• [WHAT YOU NEED TO DO]:
Your answer is to be the count alone: the number of lines in the data below where "OutputPacketCommunicator" appears.

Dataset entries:
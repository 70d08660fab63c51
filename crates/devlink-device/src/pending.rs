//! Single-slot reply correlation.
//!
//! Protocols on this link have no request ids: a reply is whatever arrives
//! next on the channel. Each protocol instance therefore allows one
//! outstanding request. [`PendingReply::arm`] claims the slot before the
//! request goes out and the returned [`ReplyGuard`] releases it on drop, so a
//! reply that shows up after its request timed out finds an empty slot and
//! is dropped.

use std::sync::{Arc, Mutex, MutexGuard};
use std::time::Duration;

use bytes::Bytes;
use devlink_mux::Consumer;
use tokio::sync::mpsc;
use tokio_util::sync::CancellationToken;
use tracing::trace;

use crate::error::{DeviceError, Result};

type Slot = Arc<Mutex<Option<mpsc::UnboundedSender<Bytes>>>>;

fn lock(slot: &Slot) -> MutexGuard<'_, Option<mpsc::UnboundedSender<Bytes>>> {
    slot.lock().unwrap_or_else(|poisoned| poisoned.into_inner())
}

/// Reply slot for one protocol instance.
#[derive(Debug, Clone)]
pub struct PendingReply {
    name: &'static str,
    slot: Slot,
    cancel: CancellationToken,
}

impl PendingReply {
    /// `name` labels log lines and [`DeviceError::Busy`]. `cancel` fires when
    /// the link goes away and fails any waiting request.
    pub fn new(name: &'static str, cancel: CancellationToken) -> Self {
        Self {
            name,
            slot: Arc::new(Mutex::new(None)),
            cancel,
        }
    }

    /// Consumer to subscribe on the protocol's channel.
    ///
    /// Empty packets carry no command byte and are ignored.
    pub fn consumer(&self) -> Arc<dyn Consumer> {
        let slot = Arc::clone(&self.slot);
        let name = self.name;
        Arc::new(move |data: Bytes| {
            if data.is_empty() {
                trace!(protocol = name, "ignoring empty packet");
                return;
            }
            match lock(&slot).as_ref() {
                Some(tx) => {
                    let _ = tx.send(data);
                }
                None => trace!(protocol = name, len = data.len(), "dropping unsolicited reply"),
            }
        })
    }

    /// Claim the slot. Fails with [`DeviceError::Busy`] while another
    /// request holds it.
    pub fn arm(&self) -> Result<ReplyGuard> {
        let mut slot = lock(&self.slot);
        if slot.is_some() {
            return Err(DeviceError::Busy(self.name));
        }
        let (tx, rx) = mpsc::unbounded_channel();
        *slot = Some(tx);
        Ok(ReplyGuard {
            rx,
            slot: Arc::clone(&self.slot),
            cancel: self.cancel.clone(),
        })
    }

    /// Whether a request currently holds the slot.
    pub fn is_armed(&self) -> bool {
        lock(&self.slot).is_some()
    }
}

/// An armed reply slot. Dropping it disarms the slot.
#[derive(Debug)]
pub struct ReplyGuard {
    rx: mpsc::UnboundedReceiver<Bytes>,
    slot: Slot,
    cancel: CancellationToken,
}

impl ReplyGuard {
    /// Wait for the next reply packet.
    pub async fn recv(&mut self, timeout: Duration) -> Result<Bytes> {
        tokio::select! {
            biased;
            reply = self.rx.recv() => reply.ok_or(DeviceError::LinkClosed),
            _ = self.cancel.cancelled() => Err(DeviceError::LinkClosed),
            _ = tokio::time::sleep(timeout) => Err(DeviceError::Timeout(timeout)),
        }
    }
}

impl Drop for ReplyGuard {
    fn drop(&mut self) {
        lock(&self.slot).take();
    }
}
...
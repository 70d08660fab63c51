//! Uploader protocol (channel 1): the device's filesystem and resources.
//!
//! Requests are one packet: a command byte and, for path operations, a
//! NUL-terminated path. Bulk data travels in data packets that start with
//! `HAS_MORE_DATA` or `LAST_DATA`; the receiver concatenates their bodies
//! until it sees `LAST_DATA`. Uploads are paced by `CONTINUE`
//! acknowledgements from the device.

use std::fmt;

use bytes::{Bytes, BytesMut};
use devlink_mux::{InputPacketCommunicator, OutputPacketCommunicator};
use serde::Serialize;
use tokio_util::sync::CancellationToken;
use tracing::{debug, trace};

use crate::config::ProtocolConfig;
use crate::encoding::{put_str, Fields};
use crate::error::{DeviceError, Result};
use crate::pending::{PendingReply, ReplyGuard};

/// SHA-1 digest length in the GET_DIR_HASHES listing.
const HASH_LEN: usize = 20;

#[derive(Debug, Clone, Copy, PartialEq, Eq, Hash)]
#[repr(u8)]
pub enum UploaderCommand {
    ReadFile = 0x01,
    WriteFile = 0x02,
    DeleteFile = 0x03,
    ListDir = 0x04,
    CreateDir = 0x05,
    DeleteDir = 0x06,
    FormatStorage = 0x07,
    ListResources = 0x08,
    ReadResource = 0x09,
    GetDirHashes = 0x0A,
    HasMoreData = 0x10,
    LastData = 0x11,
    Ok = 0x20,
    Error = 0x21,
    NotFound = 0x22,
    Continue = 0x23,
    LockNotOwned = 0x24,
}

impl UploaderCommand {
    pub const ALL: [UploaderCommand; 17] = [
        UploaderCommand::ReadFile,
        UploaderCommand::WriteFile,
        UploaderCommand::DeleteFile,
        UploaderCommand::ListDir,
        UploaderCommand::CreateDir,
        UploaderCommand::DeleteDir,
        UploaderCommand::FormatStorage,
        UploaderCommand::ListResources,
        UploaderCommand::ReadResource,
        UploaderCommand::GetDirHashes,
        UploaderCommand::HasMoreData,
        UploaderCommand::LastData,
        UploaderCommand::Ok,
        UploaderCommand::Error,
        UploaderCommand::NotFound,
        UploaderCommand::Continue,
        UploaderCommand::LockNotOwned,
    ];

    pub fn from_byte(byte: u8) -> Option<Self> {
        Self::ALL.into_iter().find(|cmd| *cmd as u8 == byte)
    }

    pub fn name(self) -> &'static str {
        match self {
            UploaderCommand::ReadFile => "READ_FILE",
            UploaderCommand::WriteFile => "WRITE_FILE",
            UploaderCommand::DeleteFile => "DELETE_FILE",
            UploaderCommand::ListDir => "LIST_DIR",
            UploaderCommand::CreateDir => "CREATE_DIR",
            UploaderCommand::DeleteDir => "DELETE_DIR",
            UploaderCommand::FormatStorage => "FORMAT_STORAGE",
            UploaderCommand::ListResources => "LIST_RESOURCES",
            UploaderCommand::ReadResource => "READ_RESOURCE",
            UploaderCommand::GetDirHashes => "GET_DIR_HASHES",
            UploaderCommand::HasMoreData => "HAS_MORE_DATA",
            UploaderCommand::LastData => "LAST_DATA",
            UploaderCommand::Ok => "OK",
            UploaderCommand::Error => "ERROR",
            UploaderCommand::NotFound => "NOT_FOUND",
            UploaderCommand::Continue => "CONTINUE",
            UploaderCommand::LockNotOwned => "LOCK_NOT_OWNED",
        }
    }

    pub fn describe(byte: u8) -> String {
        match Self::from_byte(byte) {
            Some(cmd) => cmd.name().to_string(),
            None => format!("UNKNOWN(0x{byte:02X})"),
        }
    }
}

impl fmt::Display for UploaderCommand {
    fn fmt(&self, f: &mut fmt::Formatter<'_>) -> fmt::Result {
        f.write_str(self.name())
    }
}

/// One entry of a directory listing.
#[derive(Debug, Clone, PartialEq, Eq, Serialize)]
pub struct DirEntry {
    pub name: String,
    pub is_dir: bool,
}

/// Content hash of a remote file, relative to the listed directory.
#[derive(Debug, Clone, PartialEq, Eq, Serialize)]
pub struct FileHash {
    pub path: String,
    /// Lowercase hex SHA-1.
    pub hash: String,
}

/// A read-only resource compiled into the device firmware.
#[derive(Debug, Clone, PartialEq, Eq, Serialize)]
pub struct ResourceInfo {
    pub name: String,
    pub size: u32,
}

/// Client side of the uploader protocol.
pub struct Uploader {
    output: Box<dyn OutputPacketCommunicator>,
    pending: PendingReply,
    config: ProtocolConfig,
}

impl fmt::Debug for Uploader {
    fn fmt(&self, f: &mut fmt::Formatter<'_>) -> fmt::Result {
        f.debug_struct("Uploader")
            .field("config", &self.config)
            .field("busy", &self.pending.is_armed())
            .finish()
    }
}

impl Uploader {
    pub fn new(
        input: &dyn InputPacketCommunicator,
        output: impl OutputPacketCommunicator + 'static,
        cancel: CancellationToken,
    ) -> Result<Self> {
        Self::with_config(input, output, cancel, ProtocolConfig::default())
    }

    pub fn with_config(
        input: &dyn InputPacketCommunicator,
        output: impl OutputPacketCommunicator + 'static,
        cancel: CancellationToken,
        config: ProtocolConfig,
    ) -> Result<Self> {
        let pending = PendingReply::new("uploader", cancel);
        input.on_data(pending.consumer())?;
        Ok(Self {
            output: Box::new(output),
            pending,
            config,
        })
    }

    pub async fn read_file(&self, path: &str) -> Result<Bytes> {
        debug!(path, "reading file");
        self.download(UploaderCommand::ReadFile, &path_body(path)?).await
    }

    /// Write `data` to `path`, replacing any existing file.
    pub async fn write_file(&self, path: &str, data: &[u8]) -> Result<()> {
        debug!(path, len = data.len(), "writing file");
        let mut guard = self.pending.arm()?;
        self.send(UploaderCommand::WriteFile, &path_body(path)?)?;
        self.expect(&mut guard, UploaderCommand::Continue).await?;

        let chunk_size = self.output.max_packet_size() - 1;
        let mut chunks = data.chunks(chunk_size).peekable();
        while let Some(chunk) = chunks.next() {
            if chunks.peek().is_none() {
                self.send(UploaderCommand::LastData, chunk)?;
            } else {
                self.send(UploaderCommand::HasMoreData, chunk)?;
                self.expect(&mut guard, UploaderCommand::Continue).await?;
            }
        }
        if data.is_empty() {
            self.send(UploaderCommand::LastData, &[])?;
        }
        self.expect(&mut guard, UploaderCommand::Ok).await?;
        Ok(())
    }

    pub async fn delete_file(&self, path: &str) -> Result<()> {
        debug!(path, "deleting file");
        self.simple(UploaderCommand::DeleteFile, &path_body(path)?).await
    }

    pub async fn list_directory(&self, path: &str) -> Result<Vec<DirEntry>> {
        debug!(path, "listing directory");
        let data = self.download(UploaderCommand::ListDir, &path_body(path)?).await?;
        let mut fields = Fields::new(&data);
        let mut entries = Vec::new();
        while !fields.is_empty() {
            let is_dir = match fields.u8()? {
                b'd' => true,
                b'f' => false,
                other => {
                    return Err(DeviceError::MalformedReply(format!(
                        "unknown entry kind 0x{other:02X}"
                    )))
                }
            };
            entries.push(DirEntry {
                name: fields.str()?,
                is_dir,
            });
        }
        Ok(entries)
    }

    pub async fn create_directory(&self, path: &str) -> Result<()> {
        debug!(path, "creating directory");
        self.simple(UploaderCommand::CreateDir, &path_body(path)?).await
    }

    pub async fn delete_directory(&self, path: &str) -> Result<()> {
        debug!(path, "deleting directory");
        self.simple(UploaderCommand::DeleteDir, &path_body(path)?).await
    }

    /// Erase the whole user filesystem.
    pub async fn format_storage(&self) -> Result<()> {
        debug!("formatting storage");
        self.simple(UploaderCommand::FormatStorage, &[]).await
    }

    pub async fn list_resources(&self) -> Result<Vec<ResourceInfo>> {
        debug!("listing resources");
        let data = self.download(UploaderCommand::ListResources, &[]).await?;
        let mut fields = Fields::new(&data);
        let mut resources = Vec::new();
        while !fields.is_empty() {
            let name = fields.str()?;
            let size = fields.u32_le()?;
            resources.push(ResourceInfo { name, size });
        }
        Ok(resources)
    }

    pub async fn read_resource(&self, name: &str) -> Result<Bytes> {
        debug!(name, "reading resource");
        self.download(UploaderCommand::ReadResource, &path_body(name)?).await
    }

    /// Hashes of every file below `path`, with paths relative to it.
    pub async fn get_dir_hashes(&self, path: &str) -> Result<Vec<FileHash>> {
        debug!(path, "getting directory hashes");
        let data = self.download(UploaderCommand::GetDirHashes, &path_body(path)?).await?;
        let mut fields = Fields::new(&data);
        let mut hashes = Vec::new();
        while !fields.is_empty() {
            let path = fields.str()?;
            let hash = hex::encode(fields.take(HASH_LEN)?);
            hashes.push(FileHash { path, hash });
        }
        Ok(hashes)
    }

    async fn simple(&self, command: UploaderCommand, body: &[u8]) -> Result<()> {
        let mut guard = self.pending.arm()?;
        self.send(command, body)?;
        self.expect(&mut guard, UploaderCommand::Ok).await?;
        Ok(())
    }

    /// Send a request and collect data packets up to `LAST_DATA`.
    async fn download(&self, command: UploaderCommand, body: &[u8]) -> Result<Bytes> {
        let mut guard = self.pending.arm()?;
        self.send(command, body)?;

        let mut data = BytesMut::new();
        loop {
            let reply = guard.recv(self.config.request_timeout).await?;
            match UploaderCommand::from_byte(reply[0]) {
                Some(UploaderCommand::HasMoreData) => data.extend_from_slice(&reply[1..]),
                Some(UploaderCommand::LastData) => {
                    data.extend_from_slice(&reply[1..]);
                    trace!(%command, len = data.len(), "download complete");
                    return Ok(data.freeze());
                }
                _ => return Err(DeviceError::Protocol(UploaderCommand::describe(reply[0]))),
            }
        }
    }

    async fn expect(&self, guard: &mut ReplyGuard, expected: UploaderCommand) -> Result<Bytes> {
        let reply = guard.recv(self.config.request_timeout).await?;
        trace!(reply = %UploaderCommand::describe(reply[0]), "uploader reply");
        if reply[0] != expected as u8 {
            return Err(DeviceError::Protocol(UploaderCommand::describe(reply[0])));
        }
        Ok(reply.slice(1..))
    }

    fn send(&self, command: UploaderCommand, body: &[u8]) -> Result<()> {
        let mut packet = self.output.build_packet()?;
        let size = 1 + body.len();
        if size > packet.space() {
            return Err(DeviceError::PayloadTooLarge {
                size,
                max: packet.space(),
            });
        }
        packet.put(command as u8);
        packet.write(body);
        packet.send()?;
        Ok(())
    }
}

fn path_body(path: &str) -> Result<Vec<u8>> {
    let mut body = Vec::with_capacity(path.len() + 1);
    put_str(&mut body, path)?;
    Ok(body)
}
---
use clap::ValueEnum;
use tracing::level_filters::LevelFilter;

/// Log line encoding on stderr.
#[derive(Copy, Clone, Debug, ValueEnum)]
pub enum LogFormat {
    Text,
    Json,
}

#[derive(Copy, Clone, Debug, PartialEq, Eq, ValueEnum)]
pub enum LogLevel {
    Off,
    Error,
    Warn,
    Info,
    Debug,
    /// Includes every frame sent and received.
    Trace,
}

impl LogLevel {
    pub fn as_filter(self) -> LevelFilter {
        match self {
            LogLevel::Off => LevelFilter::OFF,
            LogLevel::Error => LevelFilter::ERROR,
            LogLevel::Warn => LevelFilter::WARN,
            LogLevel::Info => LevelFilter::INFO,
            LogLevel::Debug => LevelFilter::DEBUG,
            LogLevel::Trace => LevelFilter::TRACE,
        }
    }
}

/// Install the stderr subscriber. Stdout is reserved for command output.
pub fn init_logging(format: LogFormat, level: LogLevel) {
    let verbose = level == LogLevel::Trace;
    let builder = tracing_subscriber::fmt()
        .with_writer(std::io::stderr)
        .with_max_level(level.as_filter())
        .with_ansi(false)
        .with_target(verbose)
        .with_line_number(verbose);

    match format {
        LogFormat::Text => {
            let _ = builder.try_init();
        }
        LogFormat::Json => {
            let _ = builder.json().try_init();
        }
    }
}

• [SOLVED PROBLEM]:
4